■ What needs to be done
Report every line of the entries that contains the word "CounterNotFound".

Collected data entries
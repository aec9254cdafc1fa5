//! # Repository Module
//!
//! Database repository implementations for Atlas ERP.
//!
//! ## Repository Pattern
//! ```text
//! ┌─────────────────────────────────────────────────────────────────────────┐
//! │                    Repository Pattern Explained                         │
//! │                                                                         │
//! │  The Repository pattern abstracts database access behind a clean API.  │
//! │                                                                         │
//! │  Calling module / orchestrator                                         │
//! │       │                                                                 │
//! │       │  db.sequences().allocate("InventoryCheckOut")                  │
//! │       │  ↓                                                              │
//! │       ▼                                                                 │
//! │  SequenceRepository                                                    │
//! │  ├── allocate_next(conn, object_class)   ← inside a caller's tx        │
//! │  ├── allocate(&self, object_class)       ← owns a small tx             │
//! │  └── provision(&self, ...)                                             │
//! │       │                                                                 │
//! │       │  SQL Query                                                      │
//! │       ▼                                                                 │
//! │  SQLite Database                                                       │
//! │                                                                         │
//! │  Associated functions taking `&mut SqliteConnection` are the           │
//! │  transaction-composable half: the orchestrator threads ONE             │
//! │  transaction through all of them.                                      │
//! └─────────────────────────────────────────────────────────────────────────┘
//! ```
//!
//! ## Available Repositories
//!
//! - [`sequence::SequenceRepository`] - counter allocation and provisioning
//! - [`reservation::ReservationRepository`] - pool lock/release/claim
//! - [`history::HistoryRepository`] - workflow audit + config versions
//! - [`checkout::CheckOutRepository`] - inventory check-out aggregate
//! - [`invoice::InvoiceRepository`] - purchase invoice aggregate
//! - [`stock::StockRepository`] - stock balance side-effect target

pub mod checkout;
pub mod history;
pub mod invoice;
pub mod reservation;
pub mod sequence;
pub mod stock;
//! # Stock Balance Repository
//!
//! The side-effect target: a running quantity per product, adjusted only
//! when a document's workflow enters a terminal-effect status (check-out
//! approval decrements, invoice posting increments).

use sqlx::{SqliteConnection, SqlitePool};
use tracing::debug;

use atlas_core::StockBalance;

use crate::error::DbResult;

/// Repository for stock balance reads and adjustments.
#[derive(Debug, Clone)]
pub struct StockRepository {
    pool: SqlitePool,
}

impl StockRepository {
    /// Creates a new StockRepository.
    pub fn new(pool: SqlitePool) -> Self {
        StockRepository { pool }
    }

    /// Adjusts one product's balance by a signed delta, inside the caller's
    /// transaction. Upserts: an unseen product starts from zero.
    pub async fn adjust(
        conn: &mut SqliteConnection,
        product_code: &str,
        delta: i64,
    ) -> DbResult<()> {
        sqlx::query(
            r#"
            INSERT INTO stock_balances (product_code, quantity)
            VALUES (?1, ?2)
            ON CONFLICT(product_code) DO UPDATE SET quantity = quantity + excluded.quantity
            "#,
        )
        .bind(product_code)
        .bind(delta)
        .execute(&mut *conn)
        .await?;

        debug!(product_code = %product_code, delta = delta, "Adjusted stock balance");

        Ok(())
    }

    /// Current balance for one product (0 if never touched).
    pub async fn level(&self, product_code: &str) -> DbResult<i64> {
        let quantity: Option<i64> =
            sqlx::query_scalar("SELECT quantity FROM stock_balances WHERE product_code = ?1")
                .bind(product_code)
                .fetch_optional(&self.pool)
                .await?;

        Ok(quantity.unwrap_or(0))
    }

    /// Full balance row, if present.
    pub async fn get(&self, product_code: &str) -> DbResult<Option<StockBalance>> {
        let row: Option<StockBalance> = sqlx::query_as(
            "SELECT product_code, quantity FROM stock_balances WHERE product_code = ?1",
        )
        .bind(product_code)
        .fetch_optional(&self.pool)
        .await?;

        Ok(row)
    }
}

#[cfg(test)]
mod tests {
    use super::*;
    use crate::pool::{Database, DbConfig};

    #[tokio::test]
    async fn test_adjust_upserts_and_accumulates() {
        let db = Database::new(DbConfig::in_memory()).await.unwrap();

        let mut conn = db.pool().acquire().await.unwrap();
        StockRepository::adjust(&mut conn, "SKU-1", 10).await.unwrap();
        StockRepository::adjust(&mut conn, "SKU-1", -3).await.unwrap();
        drop(conn);

        assert_eq!(db.stock().level("SKU-1").await.unwrap(), 7);
        assert_eq!(db.stock().level("SKU-2").await.unwrap(), 0);
    }
}
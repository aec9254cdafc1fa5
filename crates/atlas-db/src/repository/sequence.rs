//! # Sequence Counter Repository
//!
//! Allocation of interval-scoped business codes from persisted counters.
//!
//! ## Allocation Flow
//! ```text
//! ┌─────────────────────────────────────────────────────────────────────────┐
//! │                    Counter Allocation                                   │
//! │                                                                         │
//! │  allocate_next(tx, "InventoryCheckOut")                                │
//! │       │                                                                 │
//! │       ▼                                                                 │
//! │  UPDATE sequence_counters                                              │
//! │     SET current_number = current_number + 1                            │
//! │   WHERE object_class = ? AND is_current = 1                            │
//! │   RETURNING current_number, interval fields, template_id               │
//! │       │                                                                 │
//! │       │  ONE statement: increment and read back together.              │
//! │       │  Concurrent allocators serialize on the row lock, so no        │
//! │       │  number is ever issued twice.                                  │
//! │       ▼                                                                 │
//! │  SELECT prefix, suffix FROM sequence_templates                         │
//! │       │                                                                 │
//! │       ▼                                                                 │
//! │  format_code(template, scope, number) ──► "CO-2403070042"              │
//! │                                                                         │
//! └─────────────────────────────────────────────────────────────────────────┘
//! ```
//!
//! A read-modify-write (SELECT the value, add one, UPDATE it back) would lose
//! updates under concurrency; the single UPDATE..RETURNING is the whole
//! correctness argument here.

use sqlx::{SqliteConnection, SqlitePool};
use tracing::debug;

use atlas_core::sequence::{format_code, IntervalScope, SequenceTemplate};

use crate::error::{DbError, DbResult};

/// A freshly allocated business code.
#[derive(Debug, Clone, PartialEq, Eq, serde::Serialize)]
pub struct Allocation {
    /// Fully formatted code (prefix + interval + padded counter + suffix).
    pub code: String,

    /// Raw post-increment counter value.
    pub number: i64,
}

/// Post-increment read-back of the current counter row.
#[derive(Debug, Clone, sqlx::FromRow)]
struct CounterRow {
    current_number: i64,
    interval_year: Option<i64>,
    interval_month: Option<i64>,
    interval_day: Option<i64>,
    template_id: i64,
}

impl CounterRow {
    fn scope(&self) -> IntervalScope {
        IntervalScope::from_parts(
            self.interval_year.map(|y| y as i32),
            self.interval_month.map(|m| m as u32),
            self.interval_day.map(|d| d as u32),
        )
    }
}

/// Repository for sequence counter operations.
#[derive(Debug, Clone)]
pub struct SequenceRepository {
    pool: SqlitePool,
}

impl SequenceRepository {
    /// Creates a new SequenceRepository.
    pub fn new(pool: SqlitePool) -> Self {
        SequenceRepository { pool }
    }

    /// Allocates the next code for an object class inside the caller's
    /// transaction.
    ///
    /// ## Errors
    /// [`DbError::CounterNotFound`] if no current counter row exists for the
    /// object class - fatal for the caller's transaction; counters must be
    /// provisioned up front.
    pub async fn allocate_next(
        conn: &mut SqliteConnection,
        object_class: &str,
    ) -> DbResult<Allocation> {
        // Increment-and-return in one statement, never read-modify-write
        let row: Option<CounterRow> = sqlx::query_as(
            r#"
            UPDATE sequence_counters
            SET current_number = current_number + 1
            WHERE object_class = ?1 AND is_current = 1
            RETURNING current_number, interval_year, interval_month, interval_day, template_id
            "#,
        )
        .bind(object_class)
        .fetch_optional(&mut *conn)
        .await?;

        let row = row.ok_or_else(|| DbError::CounterNotFound {
            object_class: object_class.to_string(),
        })?;

        let template: Option<(String, String)> =
            sqlx::query_as("SELECT prefix, suffix FROM sequence_templates WHERE id = ?1")
                .bind(row.template_id)
                .fetch_optional(&mut *conn)
                .await?;

        // A counter pointing at a missing template is a provisioning defect
        let (prefix, suffix) = template.ok_or_else(|| DbError::CounterNotFound {
            object_class: object_class.to_string(),
        })?;

        let code = format_code(
            &SequenceTemplate::new(prefix, suffix),
            row.scope(),
            row.current_number,
        );

        debug!(
            object_class = %object_class,
            number = row.current_number,
            code = %code,
            "Allocated sequence code"
        );

        Ok(Allocation {
            code,
            number: row.current_number,
        })
    }

    /// Allocates the next code in a transaction of its own.
    ///
    /// Convenience for callers that only need a code; orchestrated saves use
    /// [`SequenceRepository::allocate_next`] with their own transaction.
    pub async fn allocate(&self, object_class: &str) -> DbResult<Allocation> {
        let mut tx = self.pool.begin().await?;
        let allocation = Self::allocate_next(&mut tx, object_class).await?;
        tx.commit().await?;
        Ok(allocation)
    }

    /// Provisions a template and a current counter row for an object class.
    ///
    /// ## Arguments
    /// * `scope` - interval fields written to the counter row; determines
    ///   both code format and reset granularity
    /// * `start` - counter value before the first allocation (0 → first
    ///   code is number 1)
    ///
    /// Provisioning a class that already has a current row fails on the
    /// unique index.
    pub async fn provision(
        &self,
        object_class: &str,
        scope: IntervalScope,
        template: &SequenceTemplate,
        start: i64,
    ) -> DbResult<()> {
        let (year, month, day) = match scope {
            IntervalScope::Day { year, month, day } => {
                (Some(year as i64), Some(month as i64), Some(day as i64))
            }
            IntervalScope::Month { year, month } => (Some(year as i64), Some(month as i64), None),
            IntervalScope::Year { year } => (Some(year as i64), None, None),
            IntervalScope::None => (None, None, None),
        };

        let mut tx = self.pool.begin().await?;

        let template_id: i64 = sqlx::query_scalar(
            "INSERT INTO sequence_templates (prefix, suffix) VALUES (?1, ?2) RETURNING id",
        )
        .bind(&template.prefix)
        .bind(&template.suffix)
        .fetch_one(&mut *tx)
        .await?;

        sqlx::query(
            r#"
            INSERT INTO sequence_counters (
                object_class, is_current, current_number,
                interval_year, interval_month, interval_day, template_id
            ) VALUES (?1, 1, ?2, ?3, ?4, ?5, ?6)
            "#,
        )
        .bind(object_class)
        .bind(start)
        .bind(year)
        .bind(month)
        .bind(day)
        .bind(template_id)
        .execute(&mut *tx)
        .await?;

        tx.commit().await?;

        debug!(object_class = %object_class, start = start, "Provisioned sequence counter");

        Ok(())
    }

    /// Reads the current raw counter value without incrementing.
    pub async fn current_number(&self, object_class: &str) -> DbResult<i64> {
        let number: Option<i64> = sqlx::query_scalar(
            "SELECT current_number FROM sequence_counters WHERE object_class = ?1 AND is_current = 1",
        )
        .bind(object_class)
        .fetch_optional(&self.pool)
        .await?;

        number.ok_or_else(|| DbError::CounterNotFound {
            object_class: object_class.to_string(),
        })
    }
}

// =============================================================================
// Unit Tests
// =============================================================================

#[cfg(test)]
mod tests {
    use super::*;
    use crate::pool::{Database, DbConfig};

    #[tokio::test]
    async fn test_allocate_increments_and_formats() {
        let db = Database::new(DbConfig::in_memory()).await.unwrap();
        let sequences = db.sequences();

        sequences
            .provision(
                "InventoryCheckOut",
                IntervalScope::Day {
                    year: 2024,
                    month: 3,
                    day: 7,
                },
                &SequenceTemplate::new("CO-", ""),
                0,
            )
            .await
            .unwrap();

        let first = sequences.allocate("InventoryCheckOut").await.unwrap();
        assert_eq!(first.number, 1);
        assert_eq!(first.code, "CO-2403070001");

        let second = sequences.allocate("InventoryCheckOut").await.unwrap();
        assert_eq!(second.number, 2);
        assert_eq!(second.code, "CO-2403070002");
    }

    #[tokio::test]
    async fn test_missing_counter_is_fatal() {
        let db = Database::new(DbConfig::in_memory()).await.unwrap();

        let err = db.sequences().allocate("Unprovisioned").await.unwrap_err();
        assert!(matches!(err, DbError::CounterNotFound { .. }));
    }

    #[tokio::test]
    async fn test_second_current_row_is_rejected() {
        let db = Database::new(DbConfig::in_memory()).await.unwrap();
        let sequences = db.sequences();

        sequences
            .provision("Receipt", IntervalScope::None, &SequenceTemplate::bare(), 0)
            .await
            .unwrap();

        let err = sequences
            .provision("Receipt", IntervalScope::None, &SequenceTemplate::bare(), 0)
            .await
            .unwrap_err();
        assert!(matches!(err, DbError::UniqueViolation { .. }));
    }
}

■ Answer section
    /// [`DbError::CounterNotFound`] if no current counter row exists for the
        let row = row.ok_or_else(|| DbError::CounterNotFound {
        let (prefix, suffix) = template.ok_or_else(|| DbError::CounterNotFound {
        number.ok_or_else(|| DbError::CounterNotFound {
        assert!(matches!(err, DbError::CounterNotFound { .. }));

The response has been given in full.